Similarly, it handles a simplified way to generate and store embeddings in a HANA database - assuming that its Vector Engine is enabled.

Please read carefully the documentation, especially the section that describes the managed and un-managed modes.

Installing

This package is not yet published to NPM, so to use it please clone the repo and use it as a local NPM module in your project.

Table of Contents

Setup

The plugin uses CAP configuration to set itself up, so it requires a cds configuration entry either in package.json or .cdsrc.json. It comes with a preconfigured schema that helps with value input.

You can define a configuration for both the completion capability and the embeddings capability.

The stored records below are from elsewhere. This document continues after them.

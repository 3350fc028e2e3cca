//! PostgreSQL adapters - Database implementations for repository ports.
//!
//! - `PostgresBillingRepository` - Users, plans, and payment rows

mod billing_repository;

pub use billing_repository::PostgresBillingRepository;
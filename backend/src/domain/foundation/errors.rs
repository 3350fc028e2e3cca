//! Error types for the domain layer.

use std::collections::HashMap;
use std::error::Error;
use std::fmt;
use thiserror::Error;

/// Errors that occur during value object construction.
#[derive(Debug, Clone, PartialEq, Error)]
pub enum ValidationError {
    #[error("Field '{field}' cannot be empty")]
    EmptyField { field: String },

    #[error("Field '{field}' must be positive, got {actual}")]
    NotPositive { field: String, actual: String },

    #[error("Field '{field}' has invalid format: {reason}")]
    InvalidFormat { field: String, reason: String },

    #[error("Field '{field}' must be one of [{allowed}], got '{actual}'")]
    NotAllowed {
        field: String,
        allowed: String,
        actual: String,
    },
}

impl ValidationError {
    /// Creates an empty field validation error.
    pub fn empty_field(field: impl Into<String>) -> Self {
        ValidationError::EmptyField { field: field.into() }
    }

    /// Creates a non-positive amount validation error.
    pub fn not_positive(field: impl Into<String>, actual: impl fmt::Display) -> Self {
        ValidationError::NotPositive {
            field: field.into(),
            actual: actual.to_string(),
        }
    }

    /// Creates an invalid format validation error.
    pub fn invalid_format(field: impl Into<String>, reason: impl Into<String>) -> Self {
        ValidationError::InvalidFormat {
            field: field.into(),
            reason: reason.into(),
        }
    }

    /// Creates a validation error for a value outside a closed set.
    pub fn not_allowed(field: impl Into<String>, allowed: &[&str], actual: impl Into<String>) -> Self {
        ValidationError::NotAllowed {
            field: field.into(),
            allowed: allowed.join(", "),
            actual: actual.into(),
        }
    }

    /// Name of the offending field.
    pub fn field(&self) -> &str {
        match self {
            ValidationError::EmptyField { field }
            | ValidationError::NotPositive { field, .. }
            | ValidationError::InvalidFormat { field, .. }
            | ValidationError::NotAllowed { field, .. } => field,
        }
    }
}

/// Error codes organized by category.
#[derive(Debug, Clone, Copy, PartialEq, Eq, Hash)]
pub enum ErrorCode {
    // Validation errors
    ValidationFailed,

    // Not found errors
    UserNotFound,
    PlanNotFound,
    PaymentNotFound,

    // State errors
    InvalidStateTransition,
    ActiveSubscriptionExists,

    // Infrastructure errors
    DatabaseError,
    InternalError,
}

impl ErrorCode {
    /// True for every "row does not exist" code.
    pub fn is_not_found(&self) -> bool {
        matches!(
            self,
            ErrorCode::UserNotFound | ErrorCode::PlanNotFound | ErrorCode::PaymentNotFound
        )
    }
}

impl fmt::Display for ErrorCode {
    fn fmt(&self, f: &mut fmt::Formatter<'_>) -> fmt::Result {
        let s = match self {
            ErrorCode::ValidationFailed => "VALIDATION_FAILED",
            ErrorCode::UserNotFound => "USER_NOT_FOUND",
            ErrorCode::PlanNotFound => "PLAN_NOT_FOUND",
            ErrorCode::PaymentNotFound => "PAYMENT_NOT_FOUND",
            ErrorCode::InvalidStateTransition => "INVALID_STATE_TRANSITION",
            ErrorCode::ActiveSubscriptionExists => "ACTIVE_SUBSCRIPTION_EXISTS",
            ErrorCode::DatabaseError => "DATABASE_ERROR",
            ErrorCode::InternalError => "INTERNAL_ERROR",
        };
        write!(f, "{}", s)
    }
}

/// Standard domain error with code, message, and optional details.
#[derive(Debug, Clone)]
pub struct DomainError {
    pub code: ErrorCode,
    pub message: String,
    pub details: HashMap<String, String>,
}

impl DomainError {
    /// Creates a new domain error.
    pub fn new(code: ErrorCode, message: impl Into<String>) -> Self {
        Self {
            code,
            message: message.into(),
            details: HashMap::new(),
        }
    }

    /// Creates a validation error for a specific field.
    pub fn validation(field: impl Into<String>, message: impl Into<String>) -> Self {
        Self {
            code: ErrorCode::ValidationFailed,
            message: message.into(),
            details: HashMap::new(),
        }
        .with_detail("field", field.into())
    }

    /// Creates a database error from any displayable driver error.
    pub fn database(message: impl fmt::Display) -> Self {
        Self::new(ErrorCode::DatabaseError, format!("Database error: {}", message))
    }

    /// Adds a detail to the error.
    pub fn with_detail(mut self, key: impl Into<String>, value: impl Into<String>) -> Self {
        self.details.insert(key.into(), value.into());
        self
    }

    pub fn is_not_found(&self) -> bool {
        self.code.is_not_found()
    }
}

impl fmt::Display for DomainError {
    fn fmt(&self, f: &mut fmt::Formatter<'_>) -> fmt::Result {
        write!(f, "[{}] {}", self.code, self.message)
    }
}

impl Error for DomainError {}

impl From<ValidationError> for DomainError {
    fn from(err: ValidationError) -> Self {
        DomainError::validation(err.field().to_string(), err.to_string())
    }
}

#[cfg(test)]
mod tests {
    use super::*;

    #[test]
    fn validation_error_empty_field_displays_correctly() {
        let err = ValidationError::empty_field("user_id");
        assert_eq!(format!("{}", err), "Field 'user_id' cannot be empty");
    }

    #[test]
    fn validation_error_not_allowed_lists_choices() {
        let err = ValidationError::not_allowed("currency", &["USD", "COP"], "EUR");
        assert_eq!(
            format!("{}", err),
            "Field 'currency' must be one of [USD, COP], got 'EUR'"
        );
        assert_eq!(err.field(), "currency");
    }

    #[test]
    fn domain_error_displays_code_and_message() {
        let err = DomainError::new(ErrorCode::PaymentNotFound, "Payment not found");
        assert_eq!(format!("{}", err), "[PAYMENT_NOT_FOUND] Payment not found");
    }

    #[test]
    fn domain_error_with_detail_adds_detail() {
        let err = DomainError::new(ErrorCode::ValidationFailed, "Validation failed")
            .with_detail("field", "amount")
            .with_detail("reason", "negative");

        assert_eq!(err.details.get("field"), Some(&"amount".to_string()));
        assert_eq!(err.details.get("reason"), Some(&"negative".to_string()));
    }

    #[test]
    fn not_found_codes_are_grouped() {
        assert!(DomainError::new(ErrorCode::UserNotFound, "x").is_not_found());
        assert!(DomainError::new(ErrorCode::PaymentNotFound, "x").is_not_found());
        assert!(!DomainError::new(ErrorCode::DatabaseError, "x").is_not_found());
    }

    #[test]
    fn validation_error_converts_into_domain_error() {
        let err: DomainError = ValidationError::not_positive("amount", -1.0).into();
        assert_eq!(err.code, ErrorCode::ValidationFailed);
        assert_eq!(err.details.get("field"), Some(&"amount".to_string()));
    }
}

The minimum need is to provide completion configuration section of the plugin:

{
  "cds": {
    "requires": {
      "ai-core": {
        "kind": "ai-core":,
        "completions": {
          "destination": "<NAME_OF_BTP_DESTINATION>",
          "resourceGroup": "<AI_CORE_RESOURCE_GROUP>",
          "deploymentId": "<AI_CORE_DEPLOYMENT_ID_OF_COMPLETION_MODEL>",
          "apiVersion": "<AI_CORE_COMPLETION_MODEL_API_VERSION>",
          "temperature": "<COMPLETION_MODEL_TEMPERATURE>"
        }
      }
    }
  }
}

Similarly, you can configure the embeddings section:

{
  "cds": {
    "requires": {
      "ai-core": {
        ...
        "embeddings": {
          "destination": "<NAME_OF_BTP_DESTINATION>",
          "resourceGroup": "<AI_CORE_RESOURCE_GROUP>",
          "deploymentId": "<AI_CORE_DEPLOYMENT_ID_OF_EMBEDDING_MODEL>",
          "apiVersion": "<AI_CORE_EMBEDDING_MODEL_API_VERSION>"
        }
      }
    }
  }
}

Here is a breakdown of each property:

  • destination: the name of the BTP destination that points to the AI Core Service Instance. The plugin uses SAP Cloud SDK Connectivity to look this up.
  • resourceGroup: the name of AI Core resource group under which Configurations and Deployments are created - see Resource Groups.
  • deploymentId: The ID of the model deployment
  • apiVersion: The API version of the model. Find the available values here
  • temperature: (Only valid for Completions) Allows to influence the predictability of the generated text. Accepts values from 0 to 1, where 0 is the most deterministic (more predictable and prone to repetitions) and 1 is the less deterministic (less predictable but more prone to hallucinations)

[!WARNING]

Embeddings can only be used when running on a HANA database. SQLite does not support vectors and therefore cannot process similarity searches.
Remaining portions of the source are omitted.